▶ **WORK ITEM**:
Would you return every line of the listing below that has "PipelineMetrics" in it?

▶ **THE INPUT**:
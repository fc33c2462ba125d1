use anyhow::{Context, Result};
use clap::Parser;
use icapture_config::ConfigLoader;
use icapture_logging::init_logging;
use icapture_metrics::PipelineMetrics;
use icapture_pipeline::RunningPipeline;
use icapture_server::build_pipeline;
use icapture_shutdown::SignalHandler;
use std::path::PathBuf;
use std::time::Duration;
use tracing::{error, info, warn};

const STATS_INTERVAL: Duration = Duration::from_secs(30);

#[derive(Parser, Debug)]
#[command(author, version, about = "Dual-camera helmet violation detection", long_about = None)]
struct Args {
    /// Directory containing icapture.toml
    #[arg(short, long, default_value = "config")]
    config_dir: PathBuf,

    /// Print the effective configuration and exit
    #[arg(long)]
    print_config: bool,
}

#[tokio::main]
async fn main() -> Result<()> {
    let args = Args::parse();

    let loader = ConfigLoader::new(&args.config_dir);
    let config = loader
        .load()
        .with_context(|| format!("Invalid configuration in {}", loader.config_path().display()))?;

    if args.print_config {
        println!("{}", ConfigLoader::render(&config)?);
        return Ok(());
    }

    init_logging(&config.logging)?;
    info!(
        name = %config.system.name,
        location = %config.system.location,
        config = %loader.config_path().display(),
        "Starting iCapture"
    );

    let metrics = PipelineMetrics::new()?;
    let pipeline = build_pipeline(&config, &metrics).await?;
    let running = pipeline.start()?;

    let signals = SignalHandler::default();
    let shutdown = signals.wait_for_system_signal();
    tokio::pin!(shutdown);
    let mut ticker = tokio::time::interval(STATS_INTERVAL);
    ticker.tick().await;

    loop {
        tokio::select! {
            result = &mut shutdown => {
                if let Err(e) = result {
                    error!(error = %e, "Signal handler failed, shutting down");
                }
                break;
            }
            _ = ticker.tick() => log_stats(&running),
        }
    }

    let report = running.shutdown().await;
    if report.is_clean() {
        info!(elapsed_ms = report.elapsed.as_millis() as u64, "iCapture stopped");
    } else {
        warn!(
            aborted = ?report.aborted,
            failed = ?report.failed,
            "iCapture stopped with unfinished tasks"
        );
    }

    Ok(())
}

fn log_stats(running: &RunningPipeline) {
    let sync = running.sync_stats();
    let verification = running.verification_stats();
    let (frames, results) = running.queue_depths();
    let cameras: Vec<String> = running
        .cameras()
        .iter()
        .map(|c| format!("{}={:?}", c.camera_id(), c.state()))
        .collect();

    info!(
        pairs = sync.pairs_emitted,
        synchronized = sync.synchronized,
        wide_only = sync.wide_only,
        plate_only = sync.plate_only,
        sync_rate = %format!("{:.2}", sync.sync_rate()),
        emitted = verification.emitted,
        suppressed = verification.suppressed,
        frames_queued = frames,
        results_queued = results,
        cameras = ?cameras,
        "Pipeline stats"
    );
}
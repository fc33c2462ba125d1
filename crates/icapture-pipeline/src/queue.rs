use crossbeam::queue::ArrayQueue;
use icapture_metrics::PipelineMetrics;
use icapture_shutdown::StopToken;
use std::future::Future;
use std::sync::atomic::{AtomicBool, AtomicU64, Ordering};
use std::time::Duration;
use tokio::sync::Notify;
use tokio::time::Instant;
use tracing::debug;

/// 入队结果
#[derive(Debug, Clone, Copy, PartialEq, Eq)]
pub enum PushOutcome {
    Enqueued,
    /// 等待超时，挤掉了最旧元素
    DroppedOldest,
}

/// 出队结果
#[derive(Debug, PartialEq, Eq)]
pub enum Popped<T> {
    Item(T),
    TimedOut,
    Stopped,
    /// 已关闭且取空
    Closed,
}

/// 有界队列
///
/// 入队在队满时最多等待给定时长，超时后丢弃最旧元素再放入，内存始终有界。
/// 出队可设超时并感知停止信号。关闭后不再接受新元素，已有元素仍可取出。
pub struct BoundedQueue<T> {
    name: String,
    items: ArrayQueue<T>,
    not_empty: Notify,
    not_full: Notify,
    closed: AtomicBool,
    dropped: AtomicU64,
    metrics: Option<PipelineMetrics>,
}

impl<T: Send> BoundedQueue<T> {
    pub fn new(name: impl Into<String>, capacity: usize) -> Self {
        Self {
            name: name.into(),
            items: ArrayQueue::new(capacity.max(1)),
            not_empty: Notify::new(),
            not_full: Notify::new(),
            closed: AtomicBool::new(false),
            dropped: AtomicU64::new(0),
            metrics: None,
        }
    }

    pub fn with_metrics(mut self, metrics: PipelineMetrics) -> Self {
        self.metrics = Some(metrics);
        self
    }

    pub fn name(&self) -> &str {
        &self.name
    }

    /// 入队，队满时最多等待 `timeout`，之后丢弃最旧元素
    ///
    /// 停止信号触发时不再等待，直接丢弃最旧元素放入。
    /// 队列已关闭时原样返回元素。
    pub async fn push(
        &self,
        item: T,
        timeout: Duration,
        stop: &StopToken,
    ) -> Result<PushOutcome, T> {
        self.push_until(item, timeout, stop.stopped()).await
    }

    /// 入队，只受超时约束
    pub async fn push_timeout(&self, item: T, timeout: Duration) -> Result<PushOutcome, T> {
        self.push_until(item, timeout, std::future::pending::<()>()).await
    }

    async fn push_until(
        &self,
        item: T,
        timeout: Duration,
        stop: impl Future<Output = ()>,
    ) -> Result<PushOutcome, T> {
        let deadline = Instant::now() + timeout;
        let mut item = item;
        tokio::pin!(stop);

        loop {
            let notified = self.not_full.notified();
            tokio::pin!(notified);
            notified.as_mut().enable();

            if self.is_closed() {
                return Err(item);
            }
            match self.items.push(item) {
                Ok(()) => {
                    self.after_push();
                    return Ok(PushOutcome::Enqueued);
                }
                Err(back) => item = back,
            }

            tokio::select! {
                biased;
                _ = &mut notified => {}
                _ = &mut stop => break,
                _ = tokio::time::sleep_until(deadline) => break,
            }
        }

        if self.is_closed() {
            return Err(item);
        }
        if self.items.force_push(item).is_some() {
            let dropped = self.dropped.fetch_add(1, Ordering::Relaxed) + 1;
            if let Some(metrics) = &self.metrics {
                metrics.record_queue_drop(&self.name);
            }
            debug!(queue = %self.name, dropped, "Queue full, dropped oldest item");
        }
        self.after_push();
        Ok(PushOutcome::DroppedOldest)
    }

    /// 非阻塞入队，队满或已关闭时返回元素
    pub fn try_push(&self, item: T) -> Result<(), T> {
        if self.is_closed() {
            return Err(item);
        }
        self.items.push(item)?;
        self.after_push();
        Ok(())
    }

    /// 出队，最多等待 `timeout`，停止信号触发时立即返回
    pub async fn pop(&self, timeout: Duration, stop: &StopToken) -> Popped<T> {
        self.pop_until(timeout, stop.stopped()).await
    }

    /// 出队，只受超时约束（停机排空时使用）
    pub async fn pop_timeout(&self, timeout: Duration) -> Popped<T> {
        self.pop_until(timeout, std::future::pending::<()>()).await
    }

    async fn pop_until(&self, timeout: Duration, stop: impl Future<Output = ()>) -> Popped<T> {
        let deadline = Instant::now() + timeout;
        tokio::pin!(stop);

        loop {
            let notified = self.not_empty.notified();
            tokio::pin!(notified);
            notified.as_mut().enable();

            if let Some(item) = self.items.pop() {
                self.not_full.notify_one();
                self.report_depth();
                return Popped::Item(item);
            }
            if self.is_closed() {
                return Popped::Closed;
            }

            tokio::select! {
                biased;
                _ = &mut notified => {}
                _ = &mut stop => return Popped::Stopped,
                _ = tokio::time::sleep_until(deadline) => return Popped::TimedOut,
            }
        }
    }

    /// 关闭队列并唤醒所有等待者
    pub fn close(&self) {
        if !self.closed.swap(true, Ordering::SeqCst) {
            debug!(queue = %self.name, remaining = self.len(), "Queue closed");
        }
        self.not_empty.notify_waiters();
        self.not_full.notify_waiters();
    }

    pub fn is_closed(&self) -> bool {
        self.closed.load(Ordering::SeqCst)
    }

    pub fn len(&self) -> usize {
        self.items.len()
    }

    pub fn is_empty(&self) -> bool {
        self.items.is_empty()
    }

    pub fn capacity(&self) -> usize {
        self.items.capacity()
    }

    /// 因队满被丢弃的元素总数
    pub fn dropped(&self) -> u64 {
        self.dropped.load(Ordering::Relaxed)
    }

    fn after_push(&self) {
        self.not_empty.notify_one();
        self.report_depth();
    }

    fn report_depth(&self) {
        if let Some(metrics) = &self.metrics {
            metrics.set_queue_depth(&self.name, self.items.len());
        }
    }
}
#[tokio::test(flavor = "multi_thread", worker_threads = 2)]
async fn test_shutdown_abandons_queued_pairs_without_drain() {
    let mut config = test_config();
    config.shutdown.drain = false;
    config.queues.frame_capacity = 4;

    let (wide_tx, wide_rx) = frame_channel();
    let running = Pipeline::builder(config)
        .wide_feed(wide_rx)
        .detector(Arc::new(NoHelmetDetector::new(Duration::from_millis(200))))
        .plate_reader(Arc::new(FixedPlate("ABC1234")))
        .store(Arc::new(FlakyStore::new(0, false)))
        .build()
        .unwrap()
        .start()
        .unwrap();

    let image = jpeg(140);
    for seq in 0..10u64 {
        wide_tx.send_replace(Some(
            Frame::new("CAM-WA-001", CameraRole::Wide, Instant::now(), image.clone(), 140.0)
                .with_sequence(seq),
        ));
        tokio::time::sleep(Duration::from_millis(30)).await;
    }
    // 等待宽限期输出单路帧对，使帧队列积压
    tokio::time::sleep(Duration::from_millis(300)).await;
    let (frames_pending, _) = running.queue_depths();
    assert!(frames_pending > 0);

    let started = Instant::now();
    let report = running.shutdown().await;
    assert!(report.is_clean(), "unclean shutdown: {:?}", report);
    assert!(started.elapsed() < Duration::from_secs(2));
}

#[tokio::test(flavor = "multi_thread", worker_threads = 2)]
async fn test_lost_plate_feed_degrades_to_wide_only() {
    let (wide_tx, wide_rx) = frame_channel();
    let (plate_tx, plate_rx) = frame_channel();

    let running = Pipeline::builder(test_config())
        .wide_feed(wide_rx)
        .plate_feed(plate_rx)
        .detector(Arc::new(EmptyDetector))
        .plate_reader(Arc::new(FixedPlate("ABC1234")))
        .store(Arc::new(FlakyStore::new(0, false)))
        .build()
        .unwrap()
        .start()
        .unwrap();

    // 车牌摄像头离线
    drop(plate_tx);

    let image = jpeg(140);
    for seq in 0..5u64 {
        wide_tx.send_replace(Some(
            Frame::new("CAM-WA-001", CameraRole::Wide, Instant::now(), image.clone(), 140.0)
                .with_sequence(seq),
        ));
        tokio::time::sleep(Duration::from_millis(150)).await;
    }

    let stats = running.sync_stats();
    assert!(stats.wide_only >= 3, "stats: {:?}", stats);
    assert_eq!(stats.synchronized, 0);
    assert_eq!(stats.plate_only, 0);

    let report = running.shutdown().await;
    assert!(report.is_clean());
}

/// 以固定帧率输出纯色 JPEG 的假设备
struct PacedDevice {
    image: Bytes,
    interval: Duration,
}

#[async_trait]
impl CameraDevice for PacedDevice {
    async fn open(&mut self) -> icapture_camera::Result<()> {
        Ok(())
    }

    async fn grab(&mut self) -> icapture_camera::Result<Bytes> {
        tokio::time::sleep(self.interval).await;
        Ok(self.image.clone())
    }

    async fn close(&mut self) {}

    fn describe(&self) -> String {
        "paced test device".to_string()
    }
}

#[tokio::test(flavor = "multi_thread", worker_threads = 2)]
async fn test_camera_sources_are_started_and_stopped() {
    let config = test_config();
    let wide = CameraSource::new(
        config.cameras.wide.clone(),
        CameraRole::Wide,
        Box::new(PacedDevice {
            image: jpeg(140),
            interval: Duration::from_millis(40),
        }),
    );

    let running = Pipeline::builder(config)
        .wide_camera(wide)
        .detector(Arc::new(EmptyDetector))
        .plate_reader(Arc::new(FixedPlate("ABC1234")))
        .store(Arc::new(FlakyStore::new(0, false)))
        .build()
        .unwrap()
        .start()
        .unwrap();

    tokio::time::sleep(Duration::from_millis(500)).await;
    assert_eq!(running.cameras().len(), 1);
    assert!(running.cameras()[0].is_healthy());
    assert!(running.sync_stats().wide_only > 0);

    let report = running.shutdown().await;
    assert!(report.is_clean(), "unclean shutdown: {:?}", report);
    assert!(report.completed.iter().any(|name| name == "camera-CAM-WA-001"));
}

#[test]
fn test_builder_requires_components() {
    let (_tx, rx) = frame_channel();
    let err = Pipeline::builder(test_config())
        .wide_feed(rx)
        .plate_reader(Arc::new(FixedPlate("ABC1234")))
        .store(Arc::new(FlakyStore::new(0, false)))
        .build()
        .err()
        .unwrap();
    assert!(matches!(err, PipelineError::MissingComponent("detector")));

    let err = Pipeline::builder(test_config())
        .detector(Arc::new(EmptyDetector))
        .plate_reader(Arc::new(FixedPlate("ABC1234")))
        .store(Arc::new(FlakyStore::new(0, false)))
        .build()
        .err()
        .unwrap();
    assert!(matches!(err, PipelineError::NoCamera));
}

▶ **REPLY**:
use icapture_metrics::PipelineMetrics;
    let metrics = PipelineMetrics::new()?;
use icapture_metrics::PipelineMetrics;
    metrics: Option<PipelineMetrics>,
    pub fn with_metrics(mut self, metrics: PipelineMetrics) -> Self {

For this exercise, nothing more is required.